Berita-berita tentang penculikan anak saat ini sedang ramai di segala penjuru Indonesia. Ada berita fakta dan ada berita hoaks, keduanya bercampur aduk lalu menyebar di dunia maya dan dunia nyata. Salah satu berita penculikan yang menjadi perhatian publik beberapa waktu lalu adalah penculikan anak oleh pemulung di Jakarta. Selain itu ada juga penculikan anak di Makassar yang berujung pembunuhan. Belakangan ini viral berita penculikan pelajar yang ternyata hanyalah hoaks karangan pelajaran tersebut.

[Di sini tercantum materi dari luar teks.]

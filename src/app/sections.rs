//! Page sections: hero, about, projects, research, experience, skills

use eframe::egui;

use super::StarfolioApp;
use crate::core::content::{Experience, Project, Research};
use crate::core::palette::{card_gradient, tech_color};
use crate::core::reveal::{
    Reveal, CARD_DURATION, CARD_STAGGER, SECTION_DURATION, TAG_DURATION, TAG_STAGGER,
    TIMELINE_DURATION, TIMELINE_STAGGER,
};
use crate::core::Section;
use crate::theme::{colors, rgb_alpha};

const CONTENT_WIDTH: f32 = 1100.0;
const CARD_WIDTH: f32 = 340.0;

fn mix(a: egui::Color32, b: egui::Color32, t: f32) -> egui::Color32 {
    let t = t.clamp(0.0, 1.0);
    let lerp = |x: u8, y: u8| (x as f32 + (y as f32 - x as f32) * t).round() as u8;
    egui::Color32::from_rgba_unmultiplied(
        lerp(a.r(), b.r()),
        lerp(a.g(), b.g()),
        lerp(a.b(), b.b()),
        lerp(a.a(), b.a()),
    )
}

/// Hover state from the previous frame, animated
fn hover_anim(ui: &egui::Ui, id: egui::Id) -> f32 {
    let was_hovered = ui.ctx().data(|d| d.get_temp::<bool>(id)).unwrap_or(false);
    ui.ctx().animate_bool_with_time(id.with("anim"), was_hovered, 0.3)
}

fn store_hover(ui: &egui::Ui, id: egui::Id, rect: egui::Rect) {
    let hovered = ui.rect_contains_pointer(rect);
    ui.ctx().data_mut(|d| d.insert_temp(id, hovered));
}

fn pill(ui: &mut egui::Ui, text: &str, color: egui::Color32, emphasis: f32) {
    egui::Frame::new()
        .stroke(egui::Stroke::new(1.0, color.gamma_multiply(0.4 + 0.6 * emphasis)))
        .fill(color.gamma_multiply(0.05 + 0.1 * emphasis))
        .corner_radius(10.0)
        .inner_margin(egui::Margin::symmetric(8, 2))
        .show(ui, |ui| {
            ui.label(egui::RichText::new(text).small().color(colors::TEXT_PRIMARY));
        });
}

impl StarfolioApp {
    pub(crate) fn render_sections(&mut self, ui: &mut egui::Ui, now: f64) {
        let side = ((ui.available_width() - CONTENT_WIDTH) * 0.5).max(16.0);
        ui.horizontal(|ui| {
            ui.add_space(side);
            ui.vertical(|ui| {
                ui.set_max_width(CONTENT_WIDTH.min(ui.available_width() - side));
                self.render_hero(ui, now);
                self.section(ui, Section::Intro, now, Self::render_about);
                self.section(ui, Section::Projects, now, Self::render_projects);
                self.section(ui, Section::Ongoing, now, Self::render_research);
                self.section(ui, Section::Internship, now, Self::render_experience);
                self.section(ui, Section::TechStack, now, Self::render_skills);
                ui.add_space(80.0);
                self.render_footer(ui);
            });
        });
    }

    fn render_hero(&self, ui: &mut egui::Ui, now: f64) {
        ui.add_space(ui.ctx().screen_rect().height() * 0.3);
        ui.label(
            egui::RichText::new(&self.portfolio.name)
                .size(56.0)
                .strong()
                .color(colors::TEXT_PRIMARY),
        );
        let subtitles = &self.portfolio.subtitles;
        if !subtitles.is_empty() {
            let idx = self.rotator.index_at(self.elapsed(now), subtitles.len());
            ui.label(
                egui::RichText::new(&subtitles[idx])
                    .size(28.0)
                    .color(colors::CYAN),
            );
        }
        if !self.portfolio.tagline.is_empty() {
            ui.add_space(8.0);
            ui.label(egui::RichText::new(&self.portfolio.tagline).color(colors::TEXT_BODY));
        }
        ui.add_space(16.0);
        ui.horizontal_wrapped(|ui| {
            ui.spacing_mut().item_spacing.x = 18.0;
            for link in &self.portfolio.social {
                ui.hyperlink_to(
                    egui::RichText::new(&link.label).color(colors::CYAN),
                    &link.url,
                );
            }
        });
        ui.add_space(ui.ctx().screen_rect().height() * 0.3);
    }

    fn render_footer(&self, ui: &mut egui::Ui) {
        if self.portfolio.footer.is_empty() {
            return;
        }
        ui.separator();
        ui.add_space(12.0);
        ui.vertical_centered(|ui| {
            ui.label(
                egui::RichText::new(self.portfolio.footer_line(current_year()))
                    .small()
                    .color(colors::TEXT_MUTED),
            );
        });
        ui.add_space(24.0);
    }

    /// Heading, scroll target and reveal bookkeeping shared by every section
    fn section(
        &mut self,
        ui: &mut egui::Ui,
        section: Section,
        now: f64,
        add_contents: fn(&Self, &mut egui::Ui, Reveal, f64),
    ) {
        ui.add_space(48.0);
        let heading = ui.label(
            egui::RichText::new(section.heading())
                .size(34.0)
                .strong()
                .color(colors::TEXT_PRIMARY),
        );
        if self.scroll_target == Some(section) {
            heading.scroll_to_me(Some(egui::Align::TOP));
            self.scroll_target = None;
        }

        let visible = ui.is_rect_visible(heading.rect);
        let reveal = self.reveals.entry(section).or_default();
        reveal.observe(visible, now);
        let reveal = *reveal;

        ui.add_space(16.0);
        ui.scope(|ui| {
            ui.multiply_opacity(reveal.progress(now, 0.0, SECTION_DURATION));
            add_contents(self, ui, reveal, now);
        });
    }

    fn render_about(&self, ui: &mut egui::Ui, _reveal: Reveal, _now: f64) {
        let last = self.portfolio.about.len().saturating_sub(1);
        for (i, paragraph) in self.portfolio.about.iter().enumerate() {
            let text = egui::RichText::new(paragraph).size(17.0);
            // Closing line is the signature
            let text = if i == last { text.italics().color(colors::CYAN) } else { text };
            ui.label(text);
            ui.add_space(8.0);
        }
    }

    fn render_projects(&self, ui: &mut egui::Ui, reveal: Reveal, now: f64) {
        let columns = ((ui.available_width() / CARD_WIDTH) as usize).max(1);
        let projects = &self.portfolio.projects;
        ui.columns(columns, |cols| {
            for (i, project) in projects.iter().enumerate() {
                let ui = &mut cols[i % columns];
                let progress = reveal.progress(now, i as f64 * CARD_STAGGER, CARD_DURATION);
                ui.scope(|ui| {
                    ui.multiply_opacity(progress);
                    ui.add_space((1.0 - progress) * 50.0);
                    project_card(ui, i, project, |j| reveal.card_pill_progress(now, i, j));
                });
                ui.add_space(16.0);
            }
        });
    }

    fn render_research(&self, ui: &mut egui::Ui, _reveal: Reveal, _now: f64) {
        for (i, research) in self.portfolio.research.iter().enumerate() {
            research_card(ui, i, research);
            ui.add_space(12.0);
        }
    }

    fn render_experience(&self, ui: &mut egui::Ui, reveal: Reveal, now: f64) {
        for (i, exp) in self.portfolio.experience.iter().enumerate() {
            let progress = reveal.progress(now, i as f64 * TIMELINE_STAGGER, TIMELINE_DURATION);
            ui.scope(|ui| {
                ui.multiply_opacity(progress);
                timeline_item(ui, exp, (1.0 - progress) * -20.0);
            });
        }
    }

    fn render_skills(&self, ui: &mut egui::Ui, reveal: Reveal, now: f64) {
        ui.horizontal_wrapped(|ui| {
            ui.spacing_mut().item_spacing = egui::vec2(10.0, 10.0);
            for (i, skill) in self.portfolio.skills.iter().enumerate() {
                let progress = reveal.progress(now, i as f64 * TAG_STAGGER, TAG_DURATION);
                let id = ui.id().with(("skill", i));
                let hover = hover_anim(ui, id);
                let response = ui
                    .scope(|ui| {
                        ui.multiply_opacity(progress);
                        pill(ui, skill, mix(colors::TEXT_MUTED, colors::CYAN, hover), hover);
                    })
                    .response;
                store_hover(ui, id, response.rect);
            }
        });
    }
}

/// `pill_progress(j)` is the reveal progress of the card's j-th tech pill
fn project_card(
    ui: &mut egui::Ui,
    index: usize,
    project: &Project,
    pill_progress: impl Fn(usize) -> f32,
) {
    let id = ui.id().with(("project", index));
    let hover = hover_anim(ui, id);
    let gradient = card_gradient(project.tech_stack.as_slice()).map(|c| rgb_alpha(c, 1.0));
    let border = mix(colors::CYAN.gamma_multiply(0.3), gradient[0], hover);

    let response = egui::Frame::new()
        .fill(colors::BG_GLASS)
        .stroke(egui::Stroke::new(1.5, border))
        .corner_radius(12.0)
        .inner_margin(16.0)
        .show(ui, |ui| {
            ui.set_min_width(ui.available_width());
            ui.label(
                egui::RichText::new(&project.title)
                    .size(22.0)
                    .strong()
                    .color(mix(colors::CYAN, colors::TEXT_PRIMARY, hover)),
            );
            ui.add_space(6.0);
            ui.label(
                egui::RichText::new(&project.description)
                    .color(mix(colors::TEXT_BODY, colors::TEXT_PRIMARY, hover)),
            );
            ui.add_space(10.0);
            ui.horizontal_wrapped(|ui| {
                for (j, tech) in project.visible_tech().iter().enumerate() {
                    ui.scope(|ui| {
                        ui.multiply_opacity(pill_progress(j));
                        pill(ui, tech, rgb_alpha(tech_color(tech), 1.0), hover);
                    });
                }
            });
            ui.add_space(10.0);
            ui.horizontal(|ui| {
                if let Some(link) = &project.live_link {
                    ui.hyperlink_to("Live Demo", link);
                }
                if let Some(link) = &project.github_link {
                    ui.hyperlink_to(
                        egui::RichText::new("GitHub").color(colors::MAGENTA),
                        link,
                    );
                }
            });
        })
        .response;

    // Outer glow in the second and third tech colours
    if hover > 0.0 {
        let painter = ui.painter();
        for (i, color) in gradient[1..].iter().enumerate() {
            painter.rect_stroke(
                response.rect.expand(2.0 + 2.0 * i as f32),
                12.0,
                egui::Stroke::new(1.0, color.gamma_multiply(0.4 * hover)),
                egui::StrokeKind::Outside,
            );
        }
    }
    store_hover(ui, id, response.rect);
}

/// Calendar year for the footer, from the browser clock
#[cfg(target_arch = "wasm32")]
fn current_year() -> Option<i32> {
    Some(js_sys::Date::new_0().get_full_year() as i32)
}

#[cfg(not(target_arch = "wasm32"))]
fn current_year() -> Option<i32> {
    None
}

fn research_card(ui: &mut egui::Ui, index: usize, research: &Research) {
    let id = ui.id().with(("research", index));
    let hover = hover_anim(ui, id);
    let response = egui::Frame::new()
        .fill(colors::BG_GLASS)
        .stroke(egui::Stroke::new(
            1.0,
            mix(colors::BORDER, colors::VIOLET, hover),
        ))
        .corner_radius(10.0)
        .inner_margin(14.0)
        .show(ui, |ui| {
            ui.set_min_width(ui.available_width());
            ui.label(
                egui::RichText::new(&research.title)
                    .size(19.0)
                    .strong()
                    .color(colors::TEXT_PRIMARY),
            );
            ui.add_space(4.0);
            ui.label(&research.description);
            ui.add_space(8.0);
            ui.horizontal_wrapped(|ui| {
                for tag in &research.tags {
                    pill(ui, tag, colors::VIOLET, hover);
                }
            });
        })
        .response;
    store_hover(ui, id, response.rect);
}

fn timeline_item(ui: &mut egui::Ui, exp: &Experience, x_offset: f32) {
    ui.horizontal(|ui| {
        ui.add_space(24.0 + x_offset.max(-20.0));
        let (dot_rect, _) = ui.allocate_exact_size(egui::vec2(14.0, 14.0), egui::Sense::hover());
        ui.painter().circle_filled(dot_rect.center(), 6.0, colors::CYAN);
        ui.add_space(12.0);
        ui.vertical(|ui| {
            ui.label(
                egui::RichText::new(exp.heading())
                    .size(20.0)
                    .strong()
                    .color(colors::TEXT_PRIMARY),
            );
            for point in &exp.points {
                ui.label(format!("• {point}"));
            }
        });
    });
}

Di NTT, khususnya di Kabupaten Timor Tengah Selatan, persoalan penculikan anak juga marak berhembus di media sosial dan dari mulut ke mulut. Ada video beredar memperlihatkan seorang anak terikat di kolong tempat tidur dan orang pun mengira itu adalah penculikan anak padahal faktanya tidak. Ada juga postingan yang beredar tentang orang asing memaksa anak perempuan untuk menumpang dengannya namun anak itu menolak. Lalu orang pun mengaitkan dengan penculikan anak.
Masyarakat di Timor Tengah Selatan menyebut penculik anak sebagai "orang potong kepala" yang populer dengan sebutan OPK. Sebagian orang menarasikan OPK sebagai sosok yang menculik anak dan memotong/memenggal kepalanya. Katanya OPK menculik anak dengan obat bius lalu memasukkannya dalam karung. Narasi klasiknya bahwa potongan kepala untuk memperkuat bangunan pondasi jembatan baru.Â
Kisah OPK ini sudah ada sejak puluhan tahun lalu. Pada tahun 90-an saat saya masih kecil, kisah OPK ini sudah ada. Berita OPK ini hanya muncul musiman di saat tertentu, hilang dan muncul kembali. Di Timor Tengah Selatan, isu OPK biasanya muncul pada saat tanaman jagung di pekarangan atau kebun tumbuh tinggi seperti saat ini. Tanaman jagung yang tinggi dan rapat membuat orang menganggap bahwa OPK akan menyelinap di rimbunan jagung untuk menculik anak-anak.
Walaupun kabar penculikan anak oleh OPK sudah beredar selama puluhan tahun hingga sekarang, nyatanya tidak pernah ada satupun kejadian penculikan dan pemenggalan. Penculikan oleh OPK hanyalah hoaks belaka yang sudah legendaris.
Menurut saya, penculikan anak oleh OPK mungkin berkaitan dengan tradisi berburu dan memenggal kepala manusia (head hunting) pada zaman kerajaan dulu di Timor. Tradisi berburu kepala itu sebagai bagian dari perang dan ritual tertentu. Kebiasaan potong kepala manusia pada zaman dulu yang mungkin kemudian menjadi cerita horor dari para orang tua untuk menakut-nakuti anaknya. Para orang tua mungkin menggunakan cerita potong kepala untuk menakuti anaknya agar tidak bermain jauh dari rumah, dst. Ceritanya kemudian menurun dari generasi ke generasi.
Berita OPK ini membuat sebagian masyarakat memberi stereotipe atau label dan mencurigai orang tertentu sebagai penculik anak. Seseorang yang berambut gondrong, wajah sangar, postur besar, atau bertato, bisa membuat orang lain mencurigainya sebagai penculik anak.Â
Beberapa tahun lalu saya pernah gondrong dengan rambut sebahu. Suatu hari saat berjalan kaki ke rumah kerabat di kampung sebelah, anak-anak yang melihat saya pun lari tunggang-langgang untuk bersembunyi. Ada orang dewasa yang mengintip saya dari balik pintu dengan tatapan penuh curiga. Mereka mungkin curiga kalau saya adalah OPK karena berambut gondrong dan berpakaian serba hitam di tengah maraknya berita penculikan anak. Cerita tentang OPK ini rupanya membuat masyarakat sensitif terhadap orang asing dengan penampilan tertentu walaupun mereka orang baik.Â
Di tengah gencarnya kabar penculikan anak, para orang tua hendaknya lebih mengedukasi anaknya dalam menghadapi tindakan orang lain yang mengarah pada penculikan atau kejahatan lain. Lembaga-lembaga pendidikan juga kiranya mengedukasi para orang tua dan siswa menyangkut penculikan. Terkait penculikan anak, sebaiknya kita lebih cermat dalam menyebarkan berita agar tidak menebar ketakutan dari berita yang tidak pasti kebenarannya.